• **Exercise goal**
Whenever the word "notes" shows up in a line of the data, copy that line.

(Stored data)
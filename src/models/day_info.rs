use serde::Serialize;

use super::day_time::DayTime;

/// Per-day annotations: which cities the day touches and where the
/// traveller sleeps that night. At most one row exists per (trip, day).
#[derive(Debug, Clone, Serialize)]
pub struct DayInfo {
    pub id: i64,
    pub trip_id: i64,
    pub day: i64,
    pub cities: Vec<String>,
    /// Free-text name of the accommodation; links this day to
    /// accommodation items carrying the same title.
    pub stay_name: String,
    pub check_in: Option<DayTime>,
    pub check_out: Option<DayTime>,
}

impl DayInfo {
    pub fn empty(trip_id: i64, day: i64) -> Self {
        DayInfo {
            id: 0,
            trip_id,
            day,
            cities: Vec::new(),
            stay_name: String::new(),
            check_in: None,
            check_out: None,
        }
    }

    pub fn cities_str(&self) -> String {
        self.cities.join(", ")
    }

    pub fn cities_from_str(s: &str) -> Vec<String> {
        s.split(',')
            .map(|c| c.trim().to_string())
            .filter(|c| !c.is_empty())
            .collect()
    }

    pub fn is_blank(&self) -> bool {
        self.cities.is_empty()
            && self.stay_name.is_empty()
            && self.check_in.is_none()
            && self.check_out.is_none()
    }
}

--

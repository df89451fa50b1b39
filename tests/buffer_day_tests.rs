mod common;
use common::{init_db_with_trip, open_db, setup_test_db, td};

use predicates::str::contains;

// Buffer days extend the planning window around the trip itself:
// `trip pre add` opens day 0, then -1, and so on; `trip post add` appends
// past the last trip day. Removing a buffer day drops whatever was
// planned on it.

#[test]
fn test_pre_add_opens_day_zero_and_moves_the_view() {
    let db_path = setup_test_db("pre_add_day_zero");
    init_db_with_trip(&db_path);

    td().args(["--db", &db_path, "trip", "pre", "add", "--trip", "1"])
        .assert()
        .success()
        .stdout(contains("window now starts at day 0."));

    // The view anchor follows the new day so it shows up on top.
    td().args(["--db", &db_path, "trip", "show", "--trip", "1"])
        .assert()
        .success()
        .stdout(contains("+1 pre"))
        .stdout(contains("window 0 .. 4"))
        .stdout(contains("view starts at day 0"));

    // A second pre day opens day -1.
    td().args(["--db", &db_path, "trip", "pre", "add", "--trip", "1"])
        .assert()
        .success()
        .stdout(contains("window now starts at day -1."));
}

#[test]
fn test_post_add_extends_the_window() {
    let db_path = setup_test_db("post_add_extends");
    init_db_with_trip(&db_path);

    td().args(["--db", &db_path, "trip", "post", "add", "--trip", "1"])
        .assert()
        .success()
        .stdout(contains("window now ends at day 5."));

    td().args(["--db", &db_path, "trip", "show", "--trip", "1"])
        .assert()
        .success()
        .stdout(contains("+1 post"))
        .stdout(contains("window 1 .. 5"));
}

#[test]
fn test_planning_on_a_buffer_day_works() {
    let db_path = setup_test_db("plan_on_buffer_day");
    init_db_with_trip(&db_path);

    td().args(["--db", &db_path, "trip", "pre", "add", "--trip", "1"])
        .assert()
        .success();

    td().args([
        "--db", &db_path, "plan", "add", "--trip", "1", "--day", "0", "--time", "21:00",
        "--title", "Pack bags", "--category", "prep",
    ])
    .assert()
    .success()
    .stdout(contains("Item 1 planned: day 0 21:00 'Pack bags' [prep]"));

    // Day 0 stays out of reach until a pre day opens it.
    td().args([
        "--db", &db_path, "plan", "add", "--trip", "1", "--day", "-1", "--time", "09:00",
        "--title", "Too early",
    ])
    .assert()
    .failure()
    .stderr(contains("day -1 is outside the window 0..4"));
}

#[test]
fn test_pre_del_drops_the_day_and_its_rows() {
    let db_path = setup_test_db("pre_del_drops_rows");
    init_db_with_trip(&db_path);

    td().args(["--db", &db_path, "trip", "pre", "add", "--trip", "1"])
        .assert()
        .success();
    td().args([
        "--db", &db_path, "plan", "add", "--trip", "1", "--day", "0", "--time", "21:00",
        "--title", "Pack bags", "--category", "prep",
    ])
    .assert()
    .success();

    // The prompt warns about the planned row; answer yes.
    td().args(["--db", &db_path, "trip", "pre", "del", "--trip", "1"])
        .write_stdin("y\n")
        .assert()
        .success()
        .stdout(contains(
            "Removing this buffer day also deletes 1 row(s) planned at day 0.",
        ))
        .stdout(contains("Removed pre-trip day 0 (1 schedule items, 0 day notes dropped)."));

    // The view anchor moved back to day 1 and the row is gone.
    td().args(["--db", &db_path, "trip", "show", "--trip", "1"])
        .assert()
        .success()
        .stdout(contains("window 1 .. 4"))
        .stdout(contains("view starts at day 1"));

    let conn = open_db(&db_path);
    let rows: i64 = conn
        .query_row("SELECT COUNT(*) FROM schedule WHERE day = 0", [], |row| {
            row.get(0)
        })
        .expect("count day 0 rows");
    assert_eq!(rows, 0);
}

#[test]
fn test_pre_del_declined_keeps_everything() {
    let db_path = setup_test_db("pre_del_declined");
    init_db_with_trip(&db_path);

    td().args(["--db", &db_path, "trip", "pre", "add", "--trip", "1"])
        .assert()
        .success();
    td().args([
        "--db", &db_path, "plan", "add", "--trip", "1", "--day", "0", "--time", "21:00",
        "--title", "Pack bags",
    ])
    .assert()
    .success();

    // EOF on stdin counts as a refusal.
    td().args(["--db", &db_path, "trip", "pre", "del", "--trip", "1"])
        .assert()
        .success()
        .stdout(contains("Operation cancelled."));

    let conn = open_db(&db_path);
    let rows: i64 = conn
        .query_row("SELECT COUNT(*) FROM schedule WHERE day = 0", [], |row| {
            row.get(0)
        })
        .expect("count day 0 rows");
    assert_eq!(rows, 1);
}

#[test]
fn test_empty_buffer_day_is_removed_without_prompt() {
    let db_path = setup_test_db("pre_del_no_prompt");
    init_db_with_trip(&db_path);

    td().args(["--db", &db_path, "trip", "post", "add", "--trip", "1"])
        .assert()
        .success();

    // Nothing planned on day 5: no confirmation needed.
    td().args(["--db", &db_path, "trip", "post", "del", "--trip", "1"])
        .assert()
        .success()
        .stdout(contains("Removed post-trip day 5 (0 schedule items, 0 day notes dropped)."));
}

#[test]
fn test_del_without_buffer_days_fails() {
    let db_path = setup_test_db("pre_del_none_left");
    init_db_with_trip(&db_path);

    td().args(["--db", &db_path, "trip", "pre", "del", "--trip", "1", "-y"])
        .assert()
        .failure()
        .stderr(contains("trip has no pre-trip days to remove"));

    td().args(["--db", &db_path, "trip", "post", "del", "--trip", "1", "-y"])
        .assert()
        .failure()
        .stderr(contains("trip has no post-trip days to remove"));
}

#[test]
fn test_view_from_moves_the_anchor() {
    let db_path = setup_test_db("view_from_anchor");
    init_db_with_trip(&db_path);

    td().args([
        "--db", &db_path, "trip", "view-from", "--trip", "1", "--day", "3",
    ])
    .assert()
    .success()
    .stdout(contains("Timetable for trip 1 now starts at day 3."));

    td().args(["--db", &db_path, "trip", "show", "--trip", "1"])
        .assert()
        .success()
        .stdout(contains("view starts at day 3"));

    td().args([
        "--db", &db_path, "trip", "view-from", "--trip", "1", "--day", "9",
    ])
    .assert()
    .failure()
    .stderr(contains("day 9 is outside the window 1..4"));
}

• **Solution for this exercise**
        .stdout(contains("Removed pre-trip day 0 (1 schedule items, 0 day notes dropped)."));
        .stdout(contains("Removed post-trip day 5 (0 schedule items, 0 day notes dropped)."));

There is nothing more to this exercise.